* Exercise data

________

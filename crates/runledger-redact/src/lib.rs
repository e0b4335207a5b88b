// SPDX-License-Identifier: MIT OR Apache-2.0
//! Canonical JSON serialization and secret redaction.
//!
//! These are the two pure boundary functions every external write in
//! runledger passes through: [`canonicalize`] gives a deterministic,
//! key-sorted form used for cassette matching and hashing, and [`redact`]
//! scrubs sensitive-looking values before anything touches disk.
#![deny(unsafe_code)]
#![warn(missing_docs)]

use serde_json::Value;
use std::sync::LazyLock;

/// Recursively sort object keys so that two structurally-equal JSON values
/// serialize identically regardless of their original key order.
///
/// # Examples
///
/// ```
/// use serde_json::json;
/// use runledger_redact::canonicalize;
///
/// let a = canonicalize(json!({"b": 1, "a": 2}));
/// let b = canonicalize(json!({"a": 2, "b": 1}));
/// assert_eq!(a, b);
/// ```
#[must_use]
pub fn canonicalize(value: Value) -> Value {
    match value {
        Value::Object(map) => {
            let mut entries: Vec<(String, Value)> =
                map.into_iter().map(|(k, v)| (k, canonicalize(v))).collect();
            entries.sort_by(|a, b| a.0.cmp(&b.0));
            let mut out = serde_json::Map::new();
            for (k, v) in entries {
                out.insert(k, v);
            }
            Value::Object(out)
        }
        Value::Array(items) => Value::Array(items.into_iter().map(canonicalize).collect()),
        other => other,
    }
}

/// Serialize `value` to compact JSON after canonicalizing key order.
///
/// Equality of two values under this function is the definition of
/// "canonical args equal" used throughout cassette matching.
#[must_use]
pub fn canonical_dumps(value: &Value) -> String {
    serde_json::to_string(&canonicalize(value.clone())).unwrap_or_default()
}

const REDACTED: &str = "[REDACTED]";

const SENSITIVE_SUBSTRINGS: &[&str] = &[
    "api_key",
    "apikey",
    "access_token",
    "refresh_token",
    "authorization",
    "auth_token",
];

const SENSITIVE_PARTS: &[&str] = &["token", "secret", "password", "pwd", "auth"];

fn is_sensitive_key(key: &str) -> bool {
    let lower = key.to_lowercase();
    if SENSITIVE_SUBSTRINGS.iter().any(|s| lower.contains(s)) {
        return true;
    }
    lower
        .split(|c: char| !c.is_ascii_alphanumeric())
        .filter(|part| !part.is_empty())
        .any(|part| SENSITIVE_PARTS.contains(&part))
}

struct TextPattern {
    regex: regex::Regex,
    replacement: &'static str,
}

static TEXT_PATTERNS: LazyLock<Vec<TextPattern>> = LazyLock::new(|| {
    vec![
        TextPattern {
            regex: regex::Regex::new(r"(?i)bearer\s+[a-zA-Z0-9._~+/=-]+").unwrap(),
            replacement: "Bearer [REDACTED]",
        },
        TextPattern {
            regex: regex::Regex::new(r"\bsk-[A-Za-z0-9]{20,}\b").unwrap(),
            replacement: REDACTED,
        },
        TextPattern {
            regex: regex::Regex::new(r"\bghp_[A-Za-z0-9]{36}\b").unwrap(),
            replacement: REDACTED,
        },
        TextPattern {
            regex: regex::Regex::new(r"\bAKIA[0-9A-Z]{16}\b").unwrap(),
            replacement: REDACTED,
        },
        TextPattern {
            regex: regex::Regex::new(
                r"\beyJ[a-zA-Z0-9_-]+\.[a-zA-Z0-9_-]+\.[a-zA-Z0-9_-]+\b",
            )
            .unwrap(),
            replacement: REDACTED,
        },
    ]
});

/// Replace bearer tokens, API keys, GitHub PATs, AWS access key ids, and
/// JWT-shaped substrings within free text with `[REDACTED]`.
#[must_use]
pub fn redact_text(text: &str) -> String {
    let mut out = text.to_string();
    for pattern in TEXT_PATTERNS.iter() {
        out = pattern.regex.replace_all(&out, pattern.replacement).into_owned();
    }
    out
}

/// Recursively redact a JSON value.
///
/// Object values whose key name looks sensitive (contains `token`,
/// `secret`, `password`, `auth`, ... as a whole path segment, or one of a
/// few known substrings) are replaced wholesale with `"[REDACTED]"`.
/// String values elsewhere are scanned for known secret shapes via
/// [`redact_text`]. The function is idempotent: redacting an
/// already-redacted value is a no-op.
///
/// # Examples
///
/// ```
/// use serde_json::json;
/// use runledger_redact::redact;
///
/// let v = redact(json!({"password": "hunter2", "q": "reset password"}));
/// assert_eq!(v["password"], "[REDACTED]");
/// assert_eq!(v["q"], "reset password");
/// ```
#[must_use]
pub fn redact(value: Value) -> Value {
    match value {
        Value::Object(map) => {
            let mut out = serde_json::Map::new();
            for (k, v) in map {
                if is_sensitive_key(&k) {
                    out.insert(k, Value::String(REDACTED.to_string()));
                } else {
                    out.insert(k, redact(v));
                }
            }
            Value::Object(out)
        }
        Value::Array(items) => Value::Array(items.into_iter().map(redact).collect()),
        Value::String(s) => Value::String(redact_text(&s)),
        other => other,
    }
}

________

* Task objective
Go through the records and copy all of them exactly.

* Exercise solution
filename crates/runledger-redact/src/lib.rs
repository e0b4335207a5b88b
// SPDX-License-Identifier: MIT OR Apache-2.0
//! Canonical JSON serialization and secret redaction.
//!
//! These are the two pure boundary functions every external write in
//! runledger passes through: [`canonicalize`] gives a deterministic,
//! key-sorted form used for cassette matching and hashing, and [`redact`]
//! scrubs sensitive-looking values before anything touches disk.
#![deny(unsafe_code)]
#![warn(missing_docs)]

use serde_json::Value;
use std::sync::LazyLock;

/// Recursively sort object keys so that two structurally-equal JSON values
/// serialize identically regardless of their original key order.
///
/// # Examples
///
/// ```
/// use serde_json::json;
/// use runledger_redact::canonicalize;
///
/// let a = canonicalize(json!({"b": 1, "a": 2}));
/// let b = canonicalize(json!({"a": 2, "b": 1}));
/// assert_eq!(a, b);
/// ```
#[must_use]
pub fn canonicalize(value: Value) -> Value {
    match value {
        Value::Object(map) => {
            let mut entries: Vec<(String, Value)> =
                map.into_iter().map(|(k, v)| (k, canonicalize(v))).collect();
            entries.sort_by(|a, b| a.0.cmp(&b.0));
            let mut out = serde_json::Map::new();
            for (k, v) in entries {
                out.insert(k, v);
            }
            Value::Object(out)
        }
        Value::Array(items) => Value::Array(items.into_iter().map(canonicalize).collect()),
        other => other,
    }
}

/// Serialize `value` to compact JSON after canonicalizing key order.
///
/// Equality of two values under this function is the definition of
/// "canonical args equal" used throughout cassette matching.
#[must_use]
pub fn canonical_dumps(value: &Value) -> String {
    serde_json::to_string(&canonicalize(value.clone())).unwrap_or_default()
}

const REDACTED: &str = "[REDACTED]";

const SENSITIVE_SUBSTRINGS: &[&str] = &[
    "api_key",
    "apikey",
    "access_token",
    "refresh_token",
    "authorization",
    "auth_token",
];

const SENSITIVE_PARTS: &[&str] = &["token", "secret", "password", "pwd", "auth"];

fn is_sensitive_key(key: &str) -> bool {
    let lower = key.to_lowercase();
    if SENSITIVE_SUBSTRINGS.iter().any(|s| lower.contains(s)) {
        return true;
    }
    lower
        .split(|c: char| !c.is_ascii_alphanumeric())
        .filter(|part| !part.is_empty())
        .any(|part| SENSITIVE_PARTS.contains(&part))
}

struct TextPattern {
    regex: regex::Regex,
    replacement: &'static str,
}

static TEXT_PATTERNS: LazyLock<Vec<TextPattern>> = LazyLock::new(|| {
    vec![
        TextPattern {
            regex: regex::Regex::new(r"(?i)bearer\s+[a-zA-Z0-9._~+/=-]+").unwrap(),
            replacement: "Bearer [REDACTED]",
        },
        TextPattern {
            regex: regex::Regex::new(r"\bsk-[A-Za-z0-9]{20,}\b").unwrap(),
            replacement: REDACTED,
        },
        TextPattern {
            regex: regex::Regex::new(r"\bghp_[A-Za-z0-9]{36}\b").unwrap(),
            replacement: REDACTED,
        },
        TextPattern {
            regex: regex::Regex::new(r"\bAKIA[0-9A-Z]{16}\b").unwrap(),
            replacement: REDACTED,
        },
        TextPattern {
            regex: regex::Regex::new(
                r"\beyJ[a-zA-Z0-9_-]+\.[a-zA-Z0-9_-]+\.[a-zA-Z0-9_-]+\b",
            )
            .unwrap(),
            replacement: REDACTED,
        },
    ]
});

/// Replace bearer tokens, API keys, GitHub PATs, AWS access key ids, and
/// JWT-shaped substrings within free text with `[REDACTED]`.
#[must_use]
pub fn redact_text(text: &str) -> String {
    let mut out = text.to_string();
    for pattern in TEXT_PATTERNS.iter() {
        out = pattern.regex.replace_all(&out, pattern.replacement).into_owned();
    }
    out
}

/// Recursively redact a JSON value.
///
/// Object values whose key name looks sensitive (contains `token`,
/// `secret`, `password`, `auth`, ... as a whole path segment, or one of a
/// few known substrings) are replaced wholesale with `"[REDACTED]"`.
/// String values elsewhere are scanned for known secret shapes via
/// [`redact_text`]. The function is idempotent: redacting an
/// already-redacted value is a no-op.
///
/// # Examples
///
/// ```
/// use serde_json::json;
/// use runledger_redact::redact;
///
/// let v = redact(json!({"password": "hunter2", "q": "reset password"}));
/// assert_eq!(v["password"], "[REDACTED]");
/// assert_eq!(v["q"], "reset password");
/// ```
#[must_use]
pub fn redact(value: Value) -> Value {
    match value {
        Value::Object(map) => {
            let mut out = serde_json::Map::new();
            for (k, v) in map {
                if is_sensitive_key(&k) {
                    out.insert(k, Value::String(REDACTED.to_string()));
                } else {
                    out.insert(k, redact(v));
                }
            }
            Value::Object(out)
        }
        Value::Array(items) => Value::Array(items.into_iter().map(redact).collect()),
        Value::String(s) => Value::String(redact_text(&s)),
        other => other,
    }
}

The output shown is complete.